If not, I take it that shortage only applies when people are as well off or more well off than you? But how can we know how well off you are? And what makes you the benchmark? Why not, say, Jeff Bezos?
> but having one is not important to you
Says who? I would say it is quite important to me. My quality of life is severely diminished not being able to afford a jet. If I want to fly, I have to, <shudder>, rent space on a flight with other flightmates to get the cost down to something manageable, and even then it's still a substantial cost.
If that's not important, then buying a home isn't important either. You can equally find a group of housemates and rent a house. Everyone who wants a roof over their head can have one, even if it requires some compromise on comfort. Owning a home is not a necessity. In fact, historically, owning a home was quite unusual. Only in last ~75 years has it become 'normal'.
> The stuff you said earlier about government intervention, lotteries, etc.
I don't follow. How does that relate to "preventing" supply and demand? That is supply and demand.
What do you mean unless? If no amount of money can produce something then you cannot select a buyer based on price. You have not found an exception. You're parroting the rule.
I can't speak to Ireland, but at least in Canada, between 1990 and 2020, rent increased by about 1.6x whereas house price increased by about 6x. I personally believe that declining interest rates are responsible for this decoupling. This also coincided with an increase in investor ownership, just as you suggest. Interest rates have started rising recently, and we are now seeing a rapid growth in rent costs while housing prices have basically flatlined or fallen slightly. This makes sense if you relate the two in terms of the price a rational investor would pay in order to own an asset providing a certain stream of rental income.

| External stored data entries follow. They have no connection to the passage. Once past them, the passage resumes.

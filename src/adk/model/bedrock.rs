// SPDX-License-Identifier: MIT

//! Bedrock Model - AWS Bedrock Converse API implementation

use super::provider::ProviderConfig;
use super::sigv4::{self, Credentials, SigningRequest};
use super::{extract_system_message, preview, GenerationConfig, Model};
use crate::adk::error::{ModelConfigurationError, ModelInvocationError};
use crate::adk::message::{Message, ToolCallRequest};
use crate::adk::tool::Tool;
use async_trait::async_trait;
use reqwest::Client;
use serde_json::{json, Value};
use std::sync::Arc;

const PROVIDER: &str = "aws_bedrock";
const SERVICE: &str = "bedrock";
const DEFAULT_REGION: &str = "us-east-1";
const CONTENT_TYPE: &str = "application/json";

/// AWS Bedrock model implementation using the Converse API
pub struct BedrockModel {
    client: Client,
    credentials: Credentials,
    model_id: String,
    region: String,
    endpoint: String,
    /// Extra system text sent ahead of the conversation's own instructions
    system: Option<String>,
    config: GenerationConfig,
}

impl BedrockModel {
    /// Create from a provider mapping.
    ///
    /// Requires `aws_access_key_id` and `aws_secret_access_key`; honours
    /// `aws_session_token`, `region_name` (default `us-east-1`),
    /// `endpoint_url`, `system`, `temperature`, `max_tokens` and `top_p`.
    pub fn from_config(config: &ProviderConfig) -> Result<Self, ModelConfigurationError> {
        let model_id = config.require_str(PROVIDER, "model_id")?;
        let access_key_id = config.require_str(PROVIDER, "aws_access_key_id")?;
        let secret_access_key = config.require_str(PROVIDER, "aws_secret_access_key")?;
        let region = config.get_str("region_name").unwrap_or(DEFAULT_REGION);

        let endpoint = config
            .get_str("endpoint_url")
            .map(|e| e.trim_end_matches('/').to_string())
            .unwrap_or_else(|| format!("https://bedrock-runtime.{}.amazonaws.com", region));

        Ok(Self {
            client: Client::new(),
            credentials: Credentials {
                access_key_id: access_key_id.to_string(),
                secret_access_key: secret_access_key.to_string(),
                session_token: config.get_str("aws_session_token").map(str::to_string),
            },
            model_id: model_id.to_string(),
            region: region.to_string(),
            endpoint,
            system: config.get_str("system").map(str::to_string),
            config: config.generation_config(),
        })
    }

    /// Path of the Converse endpoint; the model id is percent-encoded
    fn converse_path(&self) -> String {
        format!("/model/{}/converse", urlencoding::encode(&self.model_id))
    }

    /// Convert history to Converse messages (system handled separately).
    ///
    /// Consecutive tool results are grouped into a single user turn.
    fn history_to_converse_messages(history: &[Message]) -> Vec<Value> {
        let mut messages: Vec<Value> = Vec::new();
        let mut pending_results: Vec<Value> = Vec::new();

        for message in history {
            if let Message::ToolResult {
                tool_call_id,
                content,
                ..
            } = message
            {
                pending_results.push(json!({
                    "toolResult": {
                        "toolUseId": tool_call_id,
                        "content": [{"text": content}]
                    }
                }));
                continue;
            }

            if !pending_results.is_empty() {
                messages.push(json!({
                    "role": "user",
                    "content": std::mem::take(&mut pending_results)
                }));
            }

            match message {
                Message::System { .. } | Message::ToolResult { .. } => {}
                Message::User { content } => {
                    messages.push(json!({"role": "user", "content": [{"text": content}]}));
                }
                Message::Assistant {
                    content,
                    tool_calls,
                } => {
                    let mut blocks = Vec::with_capacity(tool_calls.len() + 1);
                    if !content.is_empty() {
                        blocks.push(json!({"text": content}));
                    }
                    for call in tool_calls {
                        blocks.push(json!({
                            "toolUse": {
                                "toolUseId": call.id,
                                "name": call.tool_name,
                                "input": call.arguments
                            }
                        }));
                    }
                    if !blocks.is_empty() {
                        messages.push(json!({"role": "assistant", "content": blocks}));
                    }
                }
            }
        }

        if !pending_results.is_empty() {
            messages.push(json!({"role": "user", "content": pending_results}));
        }
        messages
    }

    fn tools_to_converse_format(tools: &[Arc<dyn Tool>]) -> Value {
        let specs: Vec<Value> = tools
            .iter()
            .map(|t| {
                json!({
                    "toolSpec": {
                        "name": t.name(),
                        "description": t.description(),
                        "inputSchema": {"json": t.schema()}
                    }
                })
            })
            .collect();
        json!({ "tools": specs })
    }

    fn request_body(&self, history: &[Message], tools: Option<&[Arc<dyn Tool>]>) -> Value {
        let mut body = json!({
            "messages": Self::history_to_converse_messages(history),
        });

        let system: Vec<Value> = self
            .system
            .as_deref()
            .into_iter()
            .chain(extract_system_message(history))
            .map(|text| json!({"text": text}))
            .collect();
        if !system.is_empty() {
            body["system"] = json!(system);
        }

        let mut inference = serde_json::Map::new();
        if let Some(max_tokens) = self.config.max_output_tokens {
            inference.insert("maxTokens".to_string(), json!(max_tokens));
        }
        if let Some(temp) = self.config.temperature {
            inference.insert("temperature".to_string(), json!(temp));
        }
        if let Some(top_p) = self.config.top_p {
            inference.insert("topP".to_string(), json!(top_p));
        }
        if !inference.is_empty() {
            body["inferenceConfig"] = Value::Object(inference);
        }

        if let Some(tools) = tools.filter(|t| !t.is_empty()) {
            body["toolConfig"] = Self::tools_to_converse_format(tools);
        }
        body
    }

    /// Parse a Converse response into an assistant message
    fn parse_converse_response(response: &Value) -> Result<Message, ModelInvocationError> {
        let blocks = response["output"]["message"]["content"]
            .as_array()
            .ok_or_else(|| {
                ModelInvocationError::invalid_response(PROVIDER, "no output.message.content in response")
            })?;

        let mut text = String::new();
        let mut tool_calls = Vec::new();

        for block in blocks {
            if let Some(t) = block["text"].as_str() {
                text.push_str(t);
            } else if let Some(tool_use) = block.get("toolUse") {
                let id = tool_use["toolUseId"].as_str().ok_or_else(|| {
                    ModelInvocationError::invalid_response(PROVIDER, "toolUse block without toolUseId")
                })?;
                let name = tool_use["name"].as_str().ok_or_else(|| {
                    ModelInvocationError::invalid_response(PROVIDER, "toolUse block without name")
                })?;
                tool_calls.push(ToolCallRequest::new(id, name, tool_use["input"].clone()));
            }
        }

        if let Some(stop_reason) = response["stopReason"].as_str() {
            log::debug!("Bedrock stop reason: {}", stop_reason);
        }

        Ok(Message::assistant_with_calls(text, tool_calls))
    }
}

#[async_trait]
impl Model for BedrockModel {
    fn provider(&self) -> &str {
        PROVIDER
    }

    async fn generate_content(
        &self,
        history: &[Message],
        tools: Option<&[Arc<dyn Tool>]>,
    ) -> Result<Message, ModelInvocationError> {
        let body = self.request_body(history, tools);
        let payload = serde_json::to_vec(&body)
            .map_err(|e| ModelInvocationError::Runtime(e.to_string()))?;

        log::debug!(
            "Bedrock request body: {}",
            serde_json::to_string_pretty(&body).unwrap_or_default()
        );

        let path = self.converse_path();
        let url = format!("{}{}", self.endpoint, path);
        let host = reqwest::Url::parse(&url)
            .ok()
            .and_then(|u| {
                u.host_str().map(|h| match u.port() {
                    Some(port) => format!("{}:{}", h, port),
                    None => h.to_string(),
                })
            })
            .ok_or_else(|| ModelInvocationError::Runtime(format!("invalid endpoint url: {}", url)))?;

        let signed = sigv4::sign(
            &self.credentials,
            &SigningRequest {
                method: "POST",
                host: &host,
                path: &path,
                content_type: CONTENT_TYPE,
                payload: &payload,
                region: &self.region,
                service: SERVICE,
            },
            chrono::Utc::now(),
        );

        let mut request = self
            .client
            .post(&url)
            .header("Content-Type", CONTENT_TYPE)
            .body(payload);
        for (name, value) in signed {
            request = request.header(name, value);
        }

        let resp = request
            .send()
            .await
            .map_err(|e| ModelInvocationError::transport(PROVIDER, e))?;

        let status = resp.status();
        if !status.is_success() {
            let text = resp.text().await.unwrap_or_default();
            return Err(ModelInvocationError::api(PROVIDER, status.as_u16(), text));
        }

        let resp_json: Value = resp
            .json()
            .await
            .map_err(|e| ModelInvocationError::invalid_response(PROVIDER, e.to_string()))?;
        log::info!("Bedrock response: {}", preview(&resp_json.to_string(), 200));

        Self::parse_converse_response(&resp_json)
    }
}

Edit: But seriously, it's available housing that matters. We can have a shortage of available housing with an oversupply if investment demand is high enough. That is what the Irish experience demonstrates. Only second homes and investment properties can be underutilised...
This is why I believe that any government serious about tackling an accommodation crisis should start by determining what proportion of homes are being used as a primary residence.
Rents go down under pretty much one circumstance: demand drops. People leave an area, or local economics suffer so people double up in housing, or people die.
If there are any examples of times/places where rents have fallen in nominal or real terms, they will almost all coincide with this kind of demand drop.
Supply-related rent drops are theoretical and almost never happen in real life. Supply is important anyway, because otherwise rent growth accelerates faster, but the market will almost never supply housing to the point where rent change is negative.
They happen in parts of the market. Subsidy creates a price floor, but new construction will knock down older premium priced apartments outside of highly desirable areas.
People who advocate for tenements usually do so to eliminate the price floor.
That is a rather broad question IMO. I do not own a home due a perfect storm of things (tragedies, health issues, etc), despite making north of 200k/year for many years.
My rent in my single family home has only ever gone up when we had a large property tax increase in the area. I actually looked the increase up for our place and the landlord ate most of the cost. They have NOT raised rent outside of that. They are super responsive to repairs and stuff as well.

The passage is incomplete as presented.